In the entries below, find the lines with the word "message" and copy them.

##### GIVEN DATA #####

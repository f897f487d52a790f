//! Single-slot, date-keyed cache of a room's lessons.

use super::client::ScheduleSource;
use super::error::CacheError;
use super::types::LessonRecord;
use chrono::NaiveDate;
use tokio::sync::Mutex;
use tracing::{debug, info, warn};

/// The one cached day.
#[derive(Debug, Default)]
struct CacheSlot {
    room_id: Option<String>,
    /// Date of the last successful fetch; `None` means nothing is cached
    date: Option<NaiveDate>,
    lessons: Vec<LessonRecord>,
}

/// Holds the most recently fetched day's lessons for the active room.
///
/// The slot is keyed by calendar date only. Changing the room does not by
/// itself invalidate it; call [`ScheduleCache::invalidate`] for that.
///
/// All state sits behind one async mutex that is held across the fetch, so
/// there is never more than one fetch in flight.
pub struct ScheduleCache<S> {
    source: S,
    slot: Mutex<CacheSlot>,
}

impl<S: ScheduleSource> ScheduleCache<S> {
    /// Creates an empty cache with no room selected.
    pub fn new(source: S) -> Self {
        Self {
            source,
            slot: Mutex::new(CacheSlot::default()),
        }
    }

    /// Creates an empty cache for the given room.
    pub fn with_room(source: S, room_id: impl Into<String>) -> Self {
        Self {
            source,
            slot: Mutex::new(CacheSlot {
                room_id: Some(room_id.into()),
                ..CacheSlot::default()
            }),
        }
    }

    /// Returns the schedule source.
    pub fn source(&self) -> &S {
        &self.source
    }

    /// Replaces the active room. Cached lessons are left in place.
    pub async fn set_room(&self, room_id: impl Into<String>) {
        let room_id = room_id.into();
        let mut slot = self.slot.lock().await;
        info!(room_id = %room_id, "Room selected");
        slot.room_id = Some(room_id);
    }

    /// Returns the active room, if any.
    pub async fn room(&self) -> Option<String> {
        self.slot.lock().await.room_id.clone()
    }

    /// Drops the cached day so the next date query fetches again.
    pub async fn invalidate(&self) {
        let mut slot = self.slot.lock().await;
        slot.date = None;
        slot.lessons = Vec::new();
    }

    /// Number of lessons on `date`, fetching if `date` is not the cached day.
    ///
    /// Any failure is logged and reported as zero lessons, so callers cannot
    /// tell an empty day from a failed fetch. Use
    /// [`ScheduleCache::try_lesson_count`] to see the error.
    pub async fn lesson_count(&self, date: NaiveDate) -> usize {
        match self.try_lesson_count(date).await {
            Ok(count) => count,
            Err(CacheError::NoRoom) => 0,
            Err(e) => {
                warn!(date = %date, error = %e, "Schedule unavailable, showing no lessons");
                0
            }
        }
    }

    /// Like [`ScheduleCache::lesson_count`], but surfaces the failure.
    ///
    /// After a failed fetch the slot is left empty and unmarked, so the next
    /// query for any date tries again.
    pub async fn try_lesson_count(&self, date: NaiveDate) -> Result<usize, CacheError> {
        let mut slot = self.slot.lock().await;

        let Some(room_id) = slot.room_id.clone() else {
            return Err(CacheError::NoRoom);
        };

        if slot.date == Some(date) {
            debug!(date = %date, count = slot.lessons.len(), "Schedule cache hit");
            return Ok(slot.lessons.len());
        }

        // Release the old day before asking for the new one
        slot.date = None;
        slot.lessons = Vec::new();

        let lessons = self.source.fetch(&room_id, date).await?;

        info!(room_id = %room_id, date = %date, count = lessons.len(), "Schedule cache refreshed");
        slot.date = Some(date);
        slot.lessons = lessons;

        Ok(slot.lessons.len())
    }

    /// Lesson `index` of the currently cached day, without a date check.
    ///
    /// Out-of-range indices yield the zero-valued sentinel record.
    pub async fn lesson(&self, index: usize) -> LessonRecord {
        self.slot
            .lock()
            .await
            .lessons
            .get(index)
            .cloned()
            .unwrap_or_default()
    }

    /// Lesson `index` on `date`, refreshing the cache first if needed.
    pub async fn lesson_for_date(&self, date: NaiveDate, index: usize) -> LessonRecord {
        let count = self.lesson_count(date).await;
        if index >= count {
            return LessonRecord::default();
        }
        self.lesson(index).await
    }

    /// Snapshot of every lesson of the cached day.
    pub async fn lessons(&self) -> Vec<LessonRecord> {
        self.slot.lock().await.lessons.clone()
    }

    /// The cached day, if a fetch has succeeded since the last invalidation.
    pub async fn cached_date(&self) -> Option<NaiveDate> {
        self.slot.lock().await.date
    }
}
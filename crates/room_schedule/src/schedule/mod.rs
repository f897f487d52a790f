//! Schedule data layer: fetching, normalizing and caching a room's lessons.
//!
//! The upstream API answers with one JSON array per room and day. Each element
//! is normalized on its own ([`normalize`]), classified by lesson type
//! ([`classifier`]) and collected in upstream order. [`ScheduleCache`] keeps
//! the most recently fetched day and refetches when a different date is
//! queried.

pub mod cache;
pub mod classifier;
pub mod client;
pub mod error;
pub mod normalize;
pub mod period;
mod types;

pub use cache::ScheduleCache;
pub use classifier::{classify, Classification};
pub use client::{ScheduleClient, ScheduleClientConfig, ScheduleSource, DEFAULT_BASE_URL};
pub use error::{CacheError, FetchError, MalformedElement};
pub use types::*;
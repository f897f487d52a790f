/// Application configuration read once at startup
use crate::schedule::{ScheduleClientConfig, DEFAULT_BASE_URL};
use serde::Deserialize;
use std::fs;
use std::path::Path;
use std::time::Duration;
use thiserror::Error;

/// Default location of the configuration file.
pub const DEFAULT_CONFIG_PATH: &str = "config.json";

/// Errors raised while loading the configuration.
#[derive(Debug, Error)]
pub enum ConfigError {
    /// The file could not be read
    #[error("Failed to read config file {path}: {source}")]
    Io {
        path: String,
        #[source]
        source: std::io::Error,
    },

    /// The file is not valid JSON, or `roomId` is missing or not a string
    #[error("Invalid config: {0}")]
    Parse(#[from] serde_json::Error),

    /// `roomId` is present but empty
    #[error("roomId must not be empty")]
    EmptyRoomId,
}

/// Contents of the JSON config file.
///
/// ```json
/// { "roomId": "1234" }
/// ```
#[derive(Debug, Clone, PartialEq, Eq, Deserialize)]
#[serde(rename_all = "camelCase")]
pub struct AppConfig {
    pub room_id: String,
    #[serde(default = "default_base_url")]
    pub base_url: String,
    /// Request timeout in seconds; the transport default applies when unset
    #[serde(default)]
    pub request_timeout_secs: Option<u64>,
}

fn default_base_url() -> String {
    DEFAULT_BASE_URL.to_string()
}

impl AppConfig {
    /// Loads the configuration from a JSON file.
    pub fn load(path: &Path) -> Result<Self, ConfigError> {
        let content = fs::read_to_string(path).map_err(|source| ConfigError::Io {
            path: path.display().to_string(),
            source,
        })?;
        Self::from_json(&content)
    }

    /// Parses the configuration from JSON text.
    pub fn from_json(content: &str) -> Result<Self, ConfigError> {
        let config: AppConfig = serde_json::from_str(content)?;
        if config.room_id.is_empty() {
            return Err(ConfigError::EmptyRoomId);
        }
        Ok(config)
    }

    /// Settings for the schedule client.
    pub fn client_config(&self) -> ScheduleClientConfig {
        ScheduleClientConfig {
            base_url: self.base_url.clone(),
            timeout: self.request_timeout_secs.map(Duration::from_secs),
        }
    }
}
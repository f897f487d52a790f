//! Plain-text rendering of the schedule screen, for terminals and logs.

use crate::view::{LessonRow, ScheduleView};
use chrono::{Datelike, NaiveDate, NaiveDateTime, Timelike, Weekday};
use std::fmt::Write;

/// Label shown before any schedule has been displayed.
pub const NO_SCHEDULE_LABEL: &str = "Расписание отсутствует";

const BAR_WIDTH: usize = 20;

const MONTHS: [&str; 12] = [
    "января", "февраля", "марта", "апреля", "мая", "июня",
    "июля", "августа", "сентября", "октября", "ноября", "декабря",
];

fn weekday_name(day: Weekday) -> &'static str {
    match day {
        Weekday::Mon => "Понедельник",
        Weekday::Tue => "Вторник",
        Weekday::Wed => "Среда",
        Weekday::Thu => "Четверг",
        Weekday::Fri => "Пятница",
        Weekday::Sat => "Суббота",
        Weekday::Sun => "Воскресенье",
    }
}

/// `"Понедельник, 19 октября 2026"`.
pub fn date_label(date: NaiveDate) -> String {
    format!(
        "{}, {} {} {}",
        weekday_name(date.weekday()),
        date.day(),
        MONTHS[date.month0() as usize],
        date.year()
    )
}

/// `"HH:MM"` of the current time.
pub fn clock_label(now: NaiveDateTime) -> String {
    format!("{:02}:{:02}", now.hour(), now.minute())
}

/// A fixed-width bar such as `[##########----------]`.
pub fn progress_bar(progress: u8) -> String {
    let filled = usize::from(progress.min(100)) * BAR_WIDTH / 100;
    format!("[{}{}]", "#".repeat(filled), "-".repeat(BAR_WIDTH - filled))
}

/// Renders one lesson block.
pub fn lesson_block(row: &LessonRow) -> String {
    let lesson = &row.lesson;
    let mut out = String::new();

    // writing to a String cannot fail
    let _ = writeln!(out, "[{}] {}", lesson.color(), lesson.kind());
    let _ = writeln!(out, "{}", lesson.subject());
    let _ = writeln!(out, "{}  |  {}", lesson.teacher(), lesson.groups());
    let _ = writeln!(
        out,
        "{} {} {} {:>3}%",
        lesson.start(),
        progress_bar(row.progress),
        lesson.end(),
        row.progress
    );
    out
}

/// Renders the whole screen: clock, date header and every lesson block.
pub fn screen(view: &ScheduleView, now: NaiveDateTime) -> String {
    let mut out = String::new();
    let _ = writeln!(out, "{}  {}", clock_label(now), date_label(now.date()));

    match view.date() {
        Some(date) => {
            let _ = writeln!(out, "== {} ==", date_label(date));
            for row in view.rows() {
                out.push('\n');
                out.push_str(&lesson_block(row));
            }
        }
        None => {
            let _ = writeln!(out, "== {} ==", NO_SCHEDULE_LABEL);
        }
    }
    out
}
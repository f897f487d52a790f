//! Error types for the schedule subsystem.

use thiserror::Error;

/// Errors that abort a whole schedule fetch.
#[derive(Debug, Error, Clone, PartialEq, Eq)]
pub enum FetchError {
    /// Network/HTTP request failed before a body was received
    #[error("Transport error: {message}")]
    Transport { message: String },

    /// Body was not JSON, or the top-level value was not an array
    #[error("Bad response: {message}")]
    BadResponse { message: String },

    /// Could not allocate room for the lesson list
    #[error("Resource exhausted: {message}")]
    ResourceExhausted { message: String },
}

impl FetchError {
    /// Returns true if this error is potentially transient and a later query may succeed.
    pub fn is_retryable(&self) -> bool {
        matches!(self, FetchError::Transport { .. })
    }
}

impl From<reqwest::Error> for FetchError {
    fn from(err: reqwest::Error) -> Self {
        FetchError::Transport {
            message: err.to_string(),
        }
    }
}

impl From<url::ParseError> for FetchError {
    fn from(err: url::ParseError) -> Self {
        FetchError::Transport {
            message: format!("invalid request URL: {}", err),
        }
    }
}

impl From<serde_json::Error> for FetchError {
    fn from(err: serde_json::Error) -> Self {
        FetchError::BadResponse {
            message: err.to_string(),
        }
    }
}

impl From<std::collections::TryReserveError> for FetchError {
    fn from(err: std::collections::TryReserveError) -> Self {
        FetchError::ResourceExhausted {
            message: err.to_string(),
        }
    }
}

/// Errors surfaced by the cache's explicit query path.
#[derive(Debug, Error, Clone, PartialEq, Eq)]
pub enum CacheError {
    /// No room has been configured, so nothing can be fetched
    #[error("No room selected")]
    NoRoom,

    /// The upstream fetch failed
    #[error(transparent)]
    Fetch(#[from] FetchError),
}

/// A single upstream element that could not be read in full.
///
/// Never aborts a fetch; the element degrades to a blank record.
#[derive(Debug, Error, Clone, PartialEq, Eq)]
pub enum MalformedElement {
    /// A field that must be a string was missing or of another JSON type
    #[error("field `{field}` is missing or not a string")]
    NotAString { field: &'static str },

    /// The `Period` field did not have the `HH:MM:SS-HH:MM:SS` shape
    #[error("unparseable period '{period}'")]
    BadPeriod { period: String },
}
//! Verification helpers
//!
//! Reference (explicit) products and comparison helpers used to check the
//! structured kernels against materialized operators.

use scirs2_core::ndarray_ext::{Array1, Array2, ArrayView1, ArrayView2};
use scirs2_core::numeric::{Float, Num};

use crate::shape::MatvecMode;

/// Explicit matrix-vector product `C·f` (forward) or `Cᵗ·f` (transposed)
///
/// No shape checking beyond what indexing enforces; this is a reference
/// implementation for tests and diagnostics, not a kernel.
///
/// # Panics
///
/// Panics if `f` does not match the relevant dimension of `c`.
///
/// # Examples
///
/// ```
/// use scirs2_core::ndarray_ext::array;
/// use kronop_kernels::{dense_matvec, MatvecMode};
///
/// let c = array![[1.0, 2.0, 3.0], [4.0, 5.0, 6.0]];
/// assert_eq!(dense_matvec(&c.view(), &array![1.0, 0.0, 1.0].view(), MatvecMode::Forward), array![4.0, 10.0]);
/// assert_eq!(dense_matvec(&c.view(), &array![1.0, 1.0].view(), MatvecMode::Transposed), array![5.0, 7.0, 9.0]);
/// ```
pub fn dense_matvec<T>(c: &ArrayView2<T>, f: &ArrayView1<T>, mode: MatvecMode) -> Array1<T>
where
    T: Clone + Num,
{
    let (rows, cols) = c.dim();
    match mode {
        MatvecMode::Forward => {
            assert_eq!(f.len(), cols, "input length must equal column count");
            Array1::from_shape_fn(rows, |i| {
                let mut acc = T::zero();
                for j in 0..cols {
                    acc = acc + c[[i, j]].clone() * f[j].clone();
                }
                acc
            })
        }
        MatvecMode::Transposed => {
            assert_eq!(f.len(), rows, "input length must equal row count");
            Array1::from_shape_fn(cols, |j| {
                let mut acc = T::zero();
                for i in 0..rows {
                    acc = acc + c[[i, j]].clone() * f[i].clone();
                }
                acc
            })
        }
    }
}

/// Expand a diagonal operator into its dense square matrix
pub fn diagonal_to_dense<T>(d: &ArrayView1<T>) -> Array2<T>
where
    T: Clone + Num,
{
    let n = d.len();
    let mut m = Array2::<T>::zeros((n, n));
    for (i, v) in d.iter().enumerate() {
        m[[i, i]] = v.clone();
    }
    m
}

/// Largest absolute element-wise difference; infinite on length mismatch
pub fn max_abs_diff<T>(a: &ArrayView1<T>, b: &ArrayView1<T>) -> T
where
    T: Float,
{
    if a.len() != b.len() {
        return T::infinity();
    }

    a.iter()
        .zip(b.iter())
        .fold(T::zero(), |acc, (&x, &y)| acc.max((x - y).abs()))
}

/// Check if two vectors are approximately equal within a tolerance
///
/// # Examples
///
/// ```
/// use scirs2_core::ndarray_ext::array;
/// use kronop_kernels::approx_equal_vec;
///
/// let a = array![1.0, 2.0, 3.0];
/// let b = array![1.0 + 1e-11, 2.0, 3.0];
/// assert!(approx_equal_vec(&a.view(), &b.view(), 1e-10));
/// assert!(!approx_equal_vec(&a.view(), &b.view(), 1e-12));
/// ```
pub fn approx_equal_vec<T>(a: &ArrayView1<T>, b: &ArrayView1<T>, tol: T) -> bool
where
    T: Float,
{
    if a.len() != b.len() {
        return false;
    }

    a.iter().zip(b.iter()).all(|(&x, &y)| (x - y).abs() <= tol)
}

/// Deterministic pseudo-random matrix with values in `[min, max]`
///
/// Reproducible across runs, which keeps benchmark inputs and failing test
/// cases stable.
///
/// # Examples
///
/// ```
/// use kronop_kernels::random_matrix;
///
/// let matrix = random_matrix::<f64>(10, 20, 0.0, 1.0);
/// assert_eq!(matrix.shape(), &[10, 20]);
/// assert!(matrix.iter().all(|&v| (0.0..=1.0).contains(&v)));
/// ```
pub fn random_matrix<T>(rows: usize, cols: usize, min: T, max: T) -> Array2<T>
where
    T: Float,
{
    Array2::from_shape_fn((rows, cols), |(i, j)| pseudo_random(i * 31 + j * 17, min, max))
}

/// Deterministic pseudo-random vector with values in `[min, max]`
pub fn random_vector<T>(len: usize, min: T, max: T) -> Array1<T>
where
    T: Float,
{
    Array1::from_shape_fn(len, |i| pseudo_random(i * 13 + 7, min, max))
}

fn pseudo_random<T: Float>(seed: usize, min: T, max: T) -> T {
    let normalized = ((seed as f64).sin().abs() * 1000.0).fract();
    min + T::from(normalized).unwrap_or_else(T::zero) * (max - min)
}
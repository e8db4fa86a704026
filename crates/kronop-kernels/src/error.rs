//! Error types for Kronecker operator kernels
//!
//! Every kernel in this crate can fail in exactly one way: the operands it was
//! handed do not have the dimensions the operation requires. That condition is
//! detected before any output buffer is written.

use thiserror::Error;

/// Error type for Kronecker kernel operations
#[derive(Error, Debug, Clone, PartialEq, Eq)]
pub enum KernelError {
    /// Operand dimensions are inconsistent with the factor dimensions
    ///
    /// `expected` and `actual` list the dimensions of every operand involved,
    /// in the order described by `context`.
    #[error("{operation}: shape mismatch - expected {expected:?}, got {actual:?}. {context}")]
    ShapeMismatch {
        operation: String,
        expected: Vec<usize>,
        actual: Vec<usize>,
        context: String,
    },
}

/// Result type for kernel operations
pub type KernelResult<T> = Result<T, KernelError>;

impl KernelError {
    /// Create a shape mismatch error
    pub fn shape_mismatch(
        operation: impl Into<String>,
        expected: Vec<usize>,
        actual: Vec<usize>,
        context: impl Into<String>,
    ) -> Self {
        KernelError::ShapeMismatch {
            operation: operation.into(),
            expected,
            actual,
            context: context.into(),
        }
    }

    /// Name of the operation that rejected its operands
    pub fn operation(&self) -> &str {
        match self {
            KernelError::ShapeMismatch { operation, .. } => operation,
        }
    }

    /// Dimensions the operation required
    pub fn expected(&self) -> &[usize] {
        match self {
            KernelError::ShapeMismatch { expected, .. } => expected,
        }
    }

    /// Dimensions that were actually supplied
    pub fn actual(&self) -> &[usize] {
        match self {
            KernelError::ShapeMismatch { actual, .. } => actual,
        }
    }
}

#[cfg(test)]
mod tests {
    use super::*;

    #[test]
    fn test_shape_mismatch_display() {
        let err = KernelError::shape_mismatch(
            "kron_matvec",
            vec![6, 4],
            vec![5, 4],
            "operands: [input length, output length]",
        );

        let msg = format!("{}", err);
        assert!(msg.contains("kron_matvec"));
        assert!(msg.contains("shape mismatch"));
        assert!(msg.contains("[6, 4]"));
        assert!(msg.contains("[5, 4]"));
        assert!(msg.contains("input length"));
    }

    #[test]
    fn test_accessors() {
        let err = KernelError::shape_mismatch("kron_build", vec![4, 4], vec![4, 3], "");
        assert_eq!(err.operation(), "kron_build");
        assert_eq!(err.expected(), &[4, 4]);
        assert_eq!(err.actual(), &[4, 3]);
    }
}
//! # kronop-kernels
//!
//! Structured matrix-vector products for Kronecker operators.
//!
//! **Version:** 0.1.0-alpha.1
//!
//! ## Overview
//!
//! Large operators over multi-dimensional grids (separable covariances,
//! regularizers, discretizations) often factor exactly as `A ⊗ B` or
//! `A ⊗ B ⊗ C` with small factors. This crate applies such operators and
//! their transposes without ever building the full matrix.
//!
//! **Key Features:**
//! - ✅ **Two-factor matvec** - `(A ⊗ B)·f` and `(A ⊗ B)ᵗ·f` in block form
//! - ✅ **Three-factor matvec** - outer factor wrapped around the two-factor kernel
//! - ✅ **Diagonal specializations** - O(n) elementwise scaling, no scratch space
//! - ✅ **Explicit products** - dense and diagonal Kronecker products for verification
//! - ✅ **Single dispatch point** - [`KronOperator`] covers every variant
//! - ✅ **Shape contracts** - every operation validates before writing output
//! - ✅ **Parallel execution** - output-block parallelism (feature-gated)
//!
//! ## Quick Start
//!
//! ```rust
//! use scirs2_core::ndarray_ext::{array, Array1};
//! use kronop_kernels::{kronecker, KronOperator, MatvecMode};
//!
//! let a = array![[1.0, 2.0], [3.0, 4.0]];
//! let b = array![[1.0, 0.0], [0.0, 1.0]];
//! let f = array![1.0, 2.0, 3.0, 4.0];
//!
//! // Structured product
//! let op = KronOperator::dense(a.view(), b.view());
//! let mut g = Array1::<f64>::zeros(op.output_len(MatvecMode::Forward));
//! op.apply(&f.view(), &mut g.view_mut(), MatvecMode::Forward).unwrap();
//!
//! // Same result as the explicit product
//! assert_eq!(g, kronecker(&a.view(), &b.view()).dot(&f));
//!
//! // Diagonal factors
//! let (da, db) = (array![2.0, 3.0], array![5.0, 7.0]);
//! let diag = KronOperator::diagonal(da.view(), db.view());
//! let g = diag.matvec(&array![1.0, 1.0, 1.0, 1.0].view(), MatvecMode::Forward).unwrap();
//! assert_eq!(g, array![10.0, 14.0, 15.0, 21.0]);
//! ```
//!
//! ## Usage Recommendations
//!
//! | Operation | Complexity | Notes |
//! |-----------|------------|-------|
//! | `kron_matvec` | O(npq + mnp) | vs O(mnpq) explicit |
//! | `kron3_matvec` | nested | recursion onto `kron_matvec` |
//! | `kron_matvec_diag` | O(len) | self-adjoint, no mode |
//! | `kronecker` | O(mnpq) | verification / explicit use only |
//!
//! ## Features
//!
//! - `parallel` (default) - Enable parallel implementations using rayon
//! - `subscriber` - [`init_tracing`] installs a `tracing-subscriber`
//!
//! ## SciRS2 Integration
//!
//! This crate uses `scirs2-core` for all array operations and numerical
//! computations.

#![deny(warnings)]

pub mod build;
pub mod config;
pub mod error;
pub mod matvec2;
pub mod matvec3;
pub mod operator;
pub mod shape;
pub mod tracing_support;
pub mod utils;


// Re-exports
pub use build::*;
pub use config::{ExecutionStrategy, MatvecConfig};
pub use error::{KernelError, KernelResult};
pub use matvec2::{kron_matvec, kron_matvec_diag, kron_matvec_diag_with, kron_matvec_with};
pub use matvec3::{kron3_matvec, kron3_matvec_diag, kron3_matvec_diag_with, kron3_matvec_with};
pub use operator::{Factor, KronOperator};
pub use shape::*;
pub use tracing_support::{init_tracing, TracingConfig, TracingFormat};
pub use utils::*;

#####

### ANSWER SPACE
    #[error("Transport error: {message}")]
    Transport { message: String },
    #[error("Bad response: {message}")]
    BadResponse { message: String },
    #[error("Resource exhausted: {message}")]
    ResourceExhausted { message: String },
            message: err.to_string(),
            message: format!("invalid request URL: {}", err),
            message: err.to_string(),
            message: err.to_string(),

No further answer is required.